Thoughts from Life Enrichment
The Many Benefits of Intergenerational Play
"You can discover more about a person in an hour of play than in a year of conversation".- Plato
At the Osher Inn, we have embraced the joys and benefits of "intergeneration play" for years, thanks in great part to Kim Levesque, the Director of Laugh & Learn Preschool in Wells. For over five years, Kim has been visiting The Cedars with her preschoolers in tow to play, create, sing and laugh with our residents.
The benefits of play for both the young and old have been demonstrated through multiple studies. Children enjoy greater creativity, better language skills and social development when they experience interactive play with adults (Fromberg and Bergen, 1998). And for the older adults, play has shown to promote relaxation, reduce stress and proved perspective to the demands of life (Generations United, 2007).
The children from Laugh & Learn have interacted in a variety of ways during their visits. Activities have included making greeting cards and delivering them to the Neighborhoods, baking cookies, singing to the residents, and performing a fashion show. In addition, the children learned about hearing aids, pulse oximeters, walkers, canes and wheelchairs. Most importantly, however, they've made some very special friendships. During this time when families are spread across countries and continents, these preschoolers are given the opportunity to be surrogate grandchildren and, in doing so, are given the chance to give and receive the joys and benefits of play."
I feel so very fortunate to be able to work with the folks at the Cedars, and see first hand the importance this interaction has on both generations. At Laugh & Learn we have a resident "Grampa" who lives upstairs. "Grampa" is my father, who suffers from dementia. The children understand his need for a nurse in the mornings, love to "knock on his wall" to announce his lunch is waiting, and delight in bringing him a cupcake or special treat. He in turn lights up when we come up stairs, and the highlight of his days is often answering the chorus' of "Hi Grampa" as we pass by. The children have learned acceptance, tolerance, respect and the sheer joy of making someone happy. They have also learned tolerance and understanding as I need to remind him to shut the door or go back inside...."his memory just doesn't work so well anymore".
We all want our children (and grandchildren) to grow up to be empathetic, compassionate humans. We want them to honor their elders, understand differences, and respect diversity.
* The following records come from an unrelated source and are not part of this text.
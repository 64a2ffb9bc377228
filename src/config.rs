//! Global configuration parsing, validation, and credential loading.

use std::collections::HashSet;
use std::env;
use std::fs;
use std::path::{Path, PathBuf};
use std::time::Duration;

use serde::Deserialize;
use tracing::warn;

use crate::login::MIN_LOGIN_PASSES;
use crate::models::AgentIdentity;
use crate::{AppError, Result};

/// Keychain service name used for the control password.
pub const KEYRING_SERVICE: &str = "agent-fleet";

/// Placeholder replaced with the agent secret in the login command.
pub const SECRET_PLACEHOLDER: &str = "{secret}";

/// Longest accepted game tick.
pub const MAX_TICK_MILLIS: u64 = 60_000;

/// Remote game service every agent connects to.
#[derive(Debug, Clone, Deserialize, PartialEq, Eq)]
#[serde(rename_all = "snake_case")]
pub struct RemoteConfig {
    /// Host name of the remote service.
    #[serde(default = "default_remote_host")]
    pub host: String,
    /// Port of the remote service.
    #[serde(default = "default_remote_port")]
    pub port: u16,
    /// Protocol version requested from the session collaborator.
    #[serde(default = "default_remote_version")]
    pub version: String,
    /// Name of the service shown in the "joined" telemetry line.
    #[serde(default = "default_display_name")]
    pub display_name: String,
    /// Chat command used to submit the credential; must contain `{secret}`.
    #[serde(default = "default_login_command")]
    pub login_command: String,
}

impl Default for RemoteConfig {
    fn default() -> Self {
        Self {
            host: default_remote_host(),
            port: default_remote_port(),
            version: default_remote_version(),
            display_name: default_display_name(),
            login_command: default_login_command(),
        }
    }
}

impl RemoteConfig {
    /// Render the login command for `secret`.
    #[must_use]
    pub fn login_command_for(&self, secret: &str) -> String {
        self.login_command.replace(SECRET_PLACEHOLDER, secret)
    }
}

/// Operator control-channel listener settings.
#[derive(Debug, Clone, Deserialize, PartialEq, Eq)]
#[serde(rename_all = "snake_case")]
pub struct ControlConfig {
    /// Address the HTTP/WebSocket listener binds to.
    #[serde(default = "default_bind")]
    pub bind: String,
    /// Listener port; with `shared = false` agent `i` uses `port + i`.
    #[serde(default = "default_control_port")]
    pub port: u16,
    /// Host every agent on one listener.
    #[serde(default = "default_true")]
    pub shared: bool,
    /// Shared secret expected in the `password` query parameter.
    ///
    /// When absent it is loaded from the OS keychain or
    /// `FLEET_CONTROL_PASSWORD` by [`GlobalConfig::load_credentials`].
    #[serde(default)]
    pub password: Option<String>,
}

impl Default for ControlConfig {
    fn default() -> Self {
        Self {
            bind: default_bind(),
            port: default_control_port(),
            shared: true,
            password: None,
        }
    }
}

/// Timing of the login handshake and restart loop.
#[derive(Debug, Clone, Deserialize, PartialEq, Eq)]
#[serde(rename_all = "snake_case")]
pub struct TimingConfig {
    /// Length of one game tick.
    #[serde(default = "default_tick_millis")]
    pub tick_millis: u64,
    /// Settle window of every login pass, in ticks.
    #[serde(default = "default_settle_ticks")]
    pub settle_ticks: u32,
    /// Settle window before the agent is declared ready, in ticks.
    #[serde(default = "default_ready_settle_ticks")]
    pub ready_settle_ticks: u32,
    /// Delay between a session ending and the next connect.
    #[serde(default = "default_restart_delay_millis")]
    pub restart_delay_millis: u64,
    /// Login passes required before the session is trusted.
    #[serde(default = "default_login_passes")]
    pub login_passes: u32,
}

impl Default for TimingConfig {
    fn default() -> Self {
        Self {
            tick_millis: default_tick_millis(),
            settle_ticks: default_settle_ticks(),
            ready_settle_ticks: default_ready_settle_ticks(),
            restart_delay_millis: default_restart_delay_millis(),
            login_passes: default_login_passes(),
        }
    }
}

impl TimingConfig {
    /// Duration of one tick.
    #[must_use]
    pub fn tick(&self) -> Duration {
        Duration::from_millis(self.tick_millis)
    }

    /// Restart delay as a [`Duration`].
    #[must_use]
    pub fn restart_delay(&self) -> Duration {
        Duration::from_millis(self.restart_delay_millis)
    }
}

/// Sidecar process that speaks the remote protocol on behalf of a session.
#[derive(Debug, Clone, Deserialize, PartialEq, Eq)]
#[serde(rename_all = "snake_case")]
pub struct SessionConfig {
    /// Executable launched once per session.
    pub command: String,
    /// Arguments passed to the executable.
    #[serde(default)]
    pub args: Vec<String>,
    /// Whether the sidecar offers navigation (`goto`).
    #[serde(default = "default_true")]
    pub navigation: bool,
}

/// Global configuration parsed from `config.toml`.
#[derive(Debug, Clone, Deserialize, PartialEq, Eq)]
#[serde(rename_all = "snake_case")]
pub struct GlobalConfig {
    /// Newline-delimited `name:secret` credentials file.
    #[serde(default = "default_accounts_path")]
    pub accounts_path: PathBuf,
    /// Remote service settings.
    #[serde(default)]
    pub remote: RemoteConfig,
    /// Control-channel listener settings.
    #[serde(default)]
    pub control: ControlConfig,
    /// Login and restart timing.
    #[serde(default)]
    pub timing: TimingConfig,
    /// Session sidecar settings.
    pub session: SessionConfig,
}

fn default_remote_host() -> String {
    "play.6b6t.org".into()
}

fn default_remote_port() -> u16 {
    25565
}

fn default_remote_version() -> String {
    "1.18".into()
}

fn default_display_name() -> String {
    "6b6t".into()
}

fn default_login_command() -> String {
    "/login {secret}".into()
}

fn default_bind() -> String {
    "0.0.0.0".into()
}

fn default_control_port() -> u16 {
    25565
}

fn default_true() -> bool {
    true
}

fn default_tick_millis() -> u64 {
    50
}

fn default_settle_ticks() -> u32 {
    80
}

fn default_ready_settle_ticks() -> u32 {
    60
}

fn default_restart_delay_millis() -> u64 {
    2000
}

fn default_login_passes() -> u32 {
    2
}

fn default_accounts_path() -> PathBuf {
    PathBuf::from("accounts.txt")
}

impl GlobalConfig {
    /// Load and validate configuration from a TOML file path.
    ///
    /// # Errors
    ///
    /// Returns `AppError::Config` if the file cannot be read or contains
    /// invalid TOML, or if validation fails.
    pub fn load_from_path(path: impl AsRef<Path>) -> Result<Self> {
        let raw = fs::read_to_string(path)
            .map_err(|err| AppError::Config(format!("failed to read config: {err}")))?;
        Self::from_toml_str(&raw)
    }

    /// Parse configuration from a TOML string and validate it.
    ///
    /// # Errors
    ///
    /// Returns `AppError::Config` if parsing or validation fails.
    pub fn from_toml_str(raw: &str) -> Result<Self> {
        let config: Self = toml::from_str(raw)?;
        config.validate()?;
        Ok(config)
    }

    /// Resolve the control password when the TOML file omits it.
    ///
    /// Tries the `agent-fleet` keyring service first, then falls back to
    /// the `FLEET_CONTROL_PASSWORD` environment variable.
    ///
    /// # Errors
    ///
    /// Returns `AppError::Config` if no source provides a password.
    pub async fn load_credentials(&mut self) -> Result<()> {
        if self.control.password.as_deref().is_some_and(|p| !p.is_empty()) {
            return Ok(());
        }
        self.control.password =
            Some(load_credential("control_password", "FLEET_CONTROL_PASSWORD").await?);
        Ok(())
    }

    /// The resolved control password (empty until credentials load).
    #[must_use]
    pub fn control_password(&self) -> &str {
        self.control.password.as_deref().unwrap_or_default()
    }

    fn validate(&self) -> Result<()> {
        if self.timing.login_passes < MIN_LOGIN_PASSES {
            return Err(AppError::Config(format!(
                "timing.login_passes must be at least {MIN_LOGIN_PASSES}"
            )));
        }

        if self.timing.tick_millis == 0 || self.timing.tick_millis > MAX_TICK_MILLIS {
            return Err(AppError::Config(format!(
                "timing.tick_millis must be between 1 and {MAX_TICK_MILLIS}"
            )));
        }

        if self.remote.host.trim().is_empty() {
            return Err(AppError::Config("remote.host must not be empty".into()));
        }

        if !self.remote.login_command.contains(SECRET_PLACEHOLDER) {
            return Err(AppError::Config(format!(
                "remote.login_command must contain {SECRET_PLACEHOLDER}"
            )));
        }

        if self.session.command.trim().is_empty() {
            return Err(AppError::Config("session.command must not be empty".into()));
        }

        Ok(())
    }
}

/// Read the credentials file at `path`.
///
/// # Errors
///
/// Returns `AppError::Config` if the file cannot be read or a line is
/// malformed.
pub fn load_accounts(path: impl AsRef<Path>) -> Result<Vec<AgentIdentity>> {
    let path = path.as_ref();
    let raw = fs::read_to_string(path).map_err(|err| {
        AppError::Config(format!("failed to read accounts {}: {err}", path.display()))
    })?;
    parse_accounts(&raw)
}

/// Parse newline-delimited `name:secret` pairs.
///
/// Blank lines are skipped and the secret is everything after the first
/// colon.
///
/// # Errors
///
/// Returns `AppError::Config` for a line without a colon, an empty name,
/// a duplicate name, or a file with no accounts at all.
pub fn parse_accounts(raw: &str) -> Result<Vec<AgentIdentity>> {
    let mut seen = HashSet::new();
    let mut accounts = Vec::new();

    for (index, line) in raw.lines().enumerate() {
        let line = line.trim_end_matches('\r');
        if line.trim().is_empty() {
            continue;
        }
        let line_no = index + 1;
        let (name, secret) = line.split_once(':').ok_or_else(|| {
            AppError::Config(format!("accounts line {line_no}: expected name:secret"))
        })?;
        let name = name.trim();
        if name.is_empty() {
            return Err(AppError::Config(format!(
                "accounts line {line_no}: empty account name"
            )));
        }
        if !seen.insert(name.to_owned()) {
            return Err(AppError::Config(format!(
                "accounts line {line_no}: duplicate account {name}"
            )));
        }
        accounts.push(AgentIdentity::new(name, secret));
    }

    if accounts.is_empty() {
        return Err(AppError::Config("accounts file lists no accounts".into()));
    }

    Ok(accounts)
}

/// Load a single credential from OS keychain with env-var fallback.
async fn load_credential(keyring_key: &str, env_key: &str) -> Result<String> {
    let key = keyring_key.to_owned();

    // keyring is synchronous I/O.
    let keychain_result = tokio::task::spawn_blocking(move || {
        keyring::Entry::new(KEYRING_SERVICE, &key).and_then(|entry| entry.get_password())
    })
    .await
    .map_err(|err| AppError::Config(format!("keychain task panicked: {err}")))?;

    match keychain_result {
        Ok(value) if !value.is_empty() => return Ok(value),
        Ok(_) => {
            warn!(key = keyring_key, "keychain entry is empty, trying env var");
        }
        Err(err) => {
            warn!(
                key = keyring_key,
                ?err,
                "keychain lookup failed, trying env var"
            );
        }
    }

    env::var(env_key).map_err(|_| {
        AppError::Config(format!(
            "credential {keyring_key} not found in keychain or {env_key} env var"
        ))
    })
}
With our intergenerational experiences- we are given the unique opportunity to "teach", and let both our "older friends" and younger ones- teach us.
Last Monday we went back to The Cedars to do some singing, have an Easter Egg hunt, and make a bunny project. We were joined by Holicost survivors, authors, the original model for Lord & Taylor, business owners, teachers, doctors, nurses, and even a Rabbi- I looked around the room and was in awe of the knowledge and leadership these "old friends" brought to our table. Sitting cheek to cheek with these people were bright and eager preschoolers- full of unconditional love. It did not matter what they did years ago, or what they will do tomorrow.....for this moment in time they were working together on the same project. Enjoying each others company. The smiles on both generations were enough to melt your heart. Going up there is one of my favorite trips- for as I tell the children "I think this must be how Santa Claus feels...making people smile just makes your heart feel like its going to burst with joy".